Reach for turbo when you're generating at volume, ideally on small outfits of around four pieces.

Input guidelines

The output quality tracks the input quality, and the person image matters most.

By default (settings.preserveInputSize: true) the result comes back at the person image's resolution. The model works at its own internal resolution and resizes, so the dimensions you send for the person set the dimensions you get back.

  • Person image: a full-body or three-quarter shot works best. The model needs to see the whole body to place garments, and tightly cropped or partial photos can leave artifacts.
  • Garment images: flat-lay packshots on a plain background read most reliably. Worn or on-model photos also work, and if one image shows several garments, name the target in positivePrompt.
  • Declined items: handheld accessories (umbrellas, phones, wallets) and small extras like gloves or pocket squares aren't supported as garments, so leave them out of the reference list. A request built around them comes back as an error rather than a result.
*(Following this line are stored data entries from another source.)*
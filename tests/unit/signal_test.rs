//! Tests for signal channel selection and delivery

use std::sync::atomic::{AtomicUsize, Ordering};
use std::sync::Arc;
use std::time::Duration;

use prometheus_limiter::config::SignalBackendConfig;
use prometheus_limiter::signal::{self, create_signal_channel, SignalBackend, SLOT_FREED};

#[tokio::test(flavor = "current_thread")]
async fn test_auto_on_current_thread_runs_handlers_inline() {
    let channel = create_signal_channel(SignalBackendConfig::Auto).await.unwrap();
    let hits = Arc::new(AtomicUsize::new(0));
    let counter = Arc::clone(&hits);
    channel.subscribe(SLOT_FREED, signal::handler(move |_| {
        counter.fetch_add(1, Ordering::SeqCst);
    }));

    channel.publish(SLOT_FREED, None);
    assert_eq!(hits.load(Ordering::SeqCst), 1);
}

#[tokio::test(flavor = "multi_thread", worker_threads = 2)]
async fn test_auto_on_multi_thread_delivers_later() {
    assert_eq!(signal::probe().unwrap(), SignalBackend::Deferred);

    let channel = create_signal_channel(SignalBackendConfig::Auto).await.unwrap();
    let (tx, rx) = std::sync::mpsc::channel();
    let tx = parking_lot::Mutex::new(tx);
    channel.subscribe(SLOT_FREED, signal::handler(move |payload| {
        let _ = tx.lock().send(payload.cloned());
    }));

    channel.publish(SLOT_FREED, Some(serde_json::json!({ "task_id": 9 })));
    let received = tokio::task::spawn_blocking(move || rx.recv_timeout(Duration::from_secs(1)))
        .await
        .unwrap()
        .unwrap();
    assert_eq!(received, Some(serde_json::json!({ "task_id": 9 })));
}

#[test]
fn test_backend_display() {
    assert_eq!(SignalBackend::Inline.to_string(), "inline");
    assert_eq!(SignalBackend::Deferred.to_string(), "deferred");
}
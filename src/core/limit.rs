//! Validated concurrency ceiling.

use std::fmt;
use std::num::NonZeroUsize;

use serde::{Deserialize, Serialize};

use super::LimiterError;

/// Maximum number of tasks a limiter runs at once.
///
/// Always an integer greater than zero and never changed once a limiter
/// holds it. Build one with `TryFrom` from any integer type or from `f64`:
///
/// ```
/// use prometheus_limiter::core::Limit;
///
/// assert_eq!(Limit::try_from(4).unwrap().get(), 4);
/// assert!(Limit::try_from(0).is_err());
/// assert!(Limit::try_from(-1_i64).is_err());
/// assert!(Limit::try_from(1.5).is_err());
/// ```
#[derive(Debug, Clone, Copy, PartialEq, Eq, Hash, PartialOrd, Ord, Serialize, Deserialize)]
#[serde(try_from = "i64", into = "usize")]
pub struct Limit(NonZeroUsize);

impl Limit {
    /// Wrap an already non-zero value.
    pub const fn new(value: NonZeroUsize) -> Self {
        Self(value)
    }

    /// One slot per logical CPU on this host.
    pub fn available_parallelism() -> Self {
        Self(NonZeroUsize::new(num_cpus::get()).unwrap_or(NonZeroUsize::MIN))
    }

    /// The ceiling as a plain integer.
    pub const fn get(self) -> usize {
        self.0.get()
    }
}

impl fmt::Display for Limit {
    fn fmt(&self, f: &mut fmt::Formatter<'_>) -> fmt::Result {
        write!(f, "{}", self.0)
    }
}

impl From<NonZeroUsize> for Limit {
    fn from(value: NonZeroUsize) -> Self {
        Self(value)
    }
}

impl From<Limit> for usize {
    fn from(limit: Limit) -> Self {
        limit.get()
    }
}

fn invalid(value: impl fmt::Display) -> LimiterError {
    LimiterError::InvalidArgument(format!(
        "expected `max_running` to be an integer greater than 0, got {value}"
    ))
}

macro_rules! limit_from_integer {
    ($($ty:ty),*) => {
        $(
            impl TryFrom<$ty> for Limit {
                type Error = LimiterError;

                fn try_from(value: $ty) -> Result<Self, Self::Error> {
                    usize::try_from(value)
                        .ok()
                        .and_then(NonZeroUsize::new)
                        .map(Self)
                        .ok_or_else(|| invalid(value))
                }
            }
        )*
    };
}

limit_from_integer!(i32, i64, u32, u64, usize);

impl TryFrom<f64> for Limit {
    type Error = LimiterError;

    #[allow(clippy::cast_possible_truncation, clippy::cast_sign_loss, clippy::cast_precision_loss)]
    fn try_from(value: f64) -> Result<Self, Self::Error> {
        if !value.is_finite() || value.fract() != 0.0 || value < 1.0 || value > usize::MAX as f64 {
            return Err(invalid(value));
        }
        NonZeroUsize::new(value as usize).map(Self).ok_or_else(|| invalid(value))
    }
}
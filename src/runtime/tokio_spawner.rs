//! Tokio runtime spawner implementation.

use std::future::Future;
use std::sync::Arc;

use crate::core::{LimiterError, Spawn};

/// Tokio-based spawner that executes tasks on a tokio runtime.
#[derive(Debug, Clone)]
pub struct TokioSpawner {
    handle: Arc<tokio::runtime::Handle>,
}

impl TokioSpawner {
    /// Create a new `TokioSpawner` from a tokio runtime handle.
    pub fn new(handle: tokio::runtime::Handle) -> Self {
        Self {
            handle: Arc::new(handle),
        }
    }

    /// Spawner for the runtime the caller is running on.
    pub fn try_current() -> Result<Self, LimiterError> {
        tokio::runtime::Handle::try_current()
            .map(Self::new)
            .map_err(|err| LimiterError::UnsupportedEnvironment(format!("no tokio runtime: {err}")))
    }

    /// The runtime handle tasks are spawned on.
    pub fn handle(&self) -> &tokio::runtime::Handle {
        &self.handle
    }
}

impl Spawn for TokioSpawner {
    fn spawn<F>(&self, fut: F)
    where
        F: Future<Output = ()> + Send + 'static,
    {
        self.handle.spawn(fut);
    }
}
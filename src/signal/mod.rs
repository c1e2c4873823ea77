//! Named-signal publish/subscribe used to wake the dispatcher.
//!
//! The limiter only ever sees the [`SignalChannel`] trait. Which backend sits
//! behind it is decided once, at construction, by probing the host:
//!
//! - [`InlineEmitter`]: emitter-style, handlers run synchronously on the
//!   publishing thread.
//! - [`DeferredChannel`]: event-target style, signals are queued and delivered
//!   by a listener task on a later tick of a tokio runtime.

pub mod emitter;
#[cfg(feature = "tokio-runtime")]
pub mod deferred;

use std::fmt;
use std::sync::Arc;

use serde::{Deserialize, Serialize};
use serde_json::Value;

use crate::config::SignalBackendConfig;
use crate::core::LimiterError;

#[cfg(feature = "tokio-runtime")]
pub use deferred::DeferredChannel;
pub use emitter::InlineEmitter;

/// Published by a limiter every time a running task settles.
pub const SLOT_FREED: &str = "slot_freed";

/// Callback registered against a named signal.
pub type SignalHandler = Arc<dyn Fn(Option<&Value>) + Send + Sync>;

/// Wrap a closure as a [`SignalHandler`].
pub fn handler<F>(f: F) -> SignalHandler
where
    F: Fn(Option<&Value>) + Send + Sync + 'static,
{
    Arc::new(f)
}

/// Minimal named-event bus.
pub trait SignalChannel: Send + Sync {
    /// Register `handler` to run every time `event` is published.
    fn subscribe(&self, event: &str, handler: SignalHandler);

    /// Deliver `event` to its handlers. Never blocks on handlers and never fails.
    fn publish(&self, event: &str, payload: Option<Value>);
}

/// Concrete backend chosen for a channel.
#[derive(Debug, Clone, Copy, PartialEq, Eq, Serialize, Deserialize)]
#[serde(rename_all = "snake_case")]
pub enum SignalBackend {
    /// Synchronous in-process emitter.
    Inline,
    /// Queue drained by a runtime listener task.
    Deferred,
}

impl fmt::Display for SignalBackend {
    fn fmt(&self, f: &mut fmt::Formatter<'_>) -> fmt::Result {
        match self {
            Self::Inline => f.write_str("inline"),
            Self::Deferred => f.write_str("deferred"),
        }
    }
}

/// Inspect the host and pick the backend that fits it.
///
/// A multi-threaded tokio runtime gets the deferred channel, a current-thread
/// runtime gets the inline emitter. Without a runtime there is nothing to
/// drive tasks or deliver signals, so probing fails.
#[cfg(feature = "tokio-runtime")]
pub fn probe() -> Result<SignalBackend, LimiterError> {
    use tokio::runtime::{Handle, RuntimeFlavor};

    let handle = Handle::try_current().map_err(|err| {
        LimiterError::UnsupportedEnvironment(format!("no compatible event system found: {err}"))
    })?;
    Ok(match handle.runtime_flavor() {
        RuntimeFlavor::CurrentThread => SignalBackend::Inline,
        _ => SignalBackend::Deferred,
    })
}

/// Inspect the host and pick the backend that fits it.
///
/// Built without an async runtime, so there is nothing to probe for.
#[cfg(not(feature = "tokio-runtime"))]
pub fn probe() -> Result<SignalBackend, LimiterError> {
    Err(LimiterError::UnsupportedEnvironment(
        "no compatible event system found: built without an async runtime".into(),
    ))
}

/// Build a signal channel, honouring an explicit preference or probing on `Auto`.
pub async fn create_signal_channel(
    preference: SignalBackendConfig,
) -> Result<Arc<dyn SignalChannel>, LimiterError> {
    let backend = match preference {
        SignalBackendConfig::Auto => probe()?,
        SignalBackendConfig::Inline => SignalBackend::Inline,
        SignalBackendConfig::Deferred => SignalBackend::Deferred,
    };
    tracing::debug!(%backend, "creating signal channel");

    match backend {
        SignalBackend::Inline => Ok(Arc::new(InlineEmitter::new())),
        #[cfg(feature = "tokio-runtime")]
        SignalBackend::Deferred => {
            let handle = tokio::runtime::Handle::try_current().map_err(|err| {
                LimiterError::UnsupportedEnvironment(format!(
                    "deferred signals need a tokio runtime: {err}"
                ))
            })?;
            Ok(Arc::new(DeferredChannel::start(&handle).await?))
        }
        #[cfg(not(feature = "tokio-runtime"))]
        SignalBackend::Deferred => Err(LimiterError::UnsupportedEnvironment(
            "deferred signals need the `tokio-runtime` feature".into(),
        )),
    }
}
With the inputs in good shape, the model takes care of fit and placement on its own, including how separate pieces layer.

Tips

  1. Tag roles instead of writing a prompt. With clean flat-lay garments, the roles carry everything the model needs. Save positivePrompt for the case where a reference shows more than one garment and you have to name the target.

  2. One item per body spot. Two garments competing for the same place, like socks and shoes on the feet, usually leave you with just one. For big outfits, also keep to about seven or eight pieces, beyond that the model often delivers but doesn't promise.

  3. Add a pose reference to restage. When you have the right person and outfit but the wrong stance, a pose entry borrows the body position without changing the identity.

  4. Use turbo for volume. It runs faster than the default at the same price and takes the same garment range, with around four pieces the recommended sweet spot.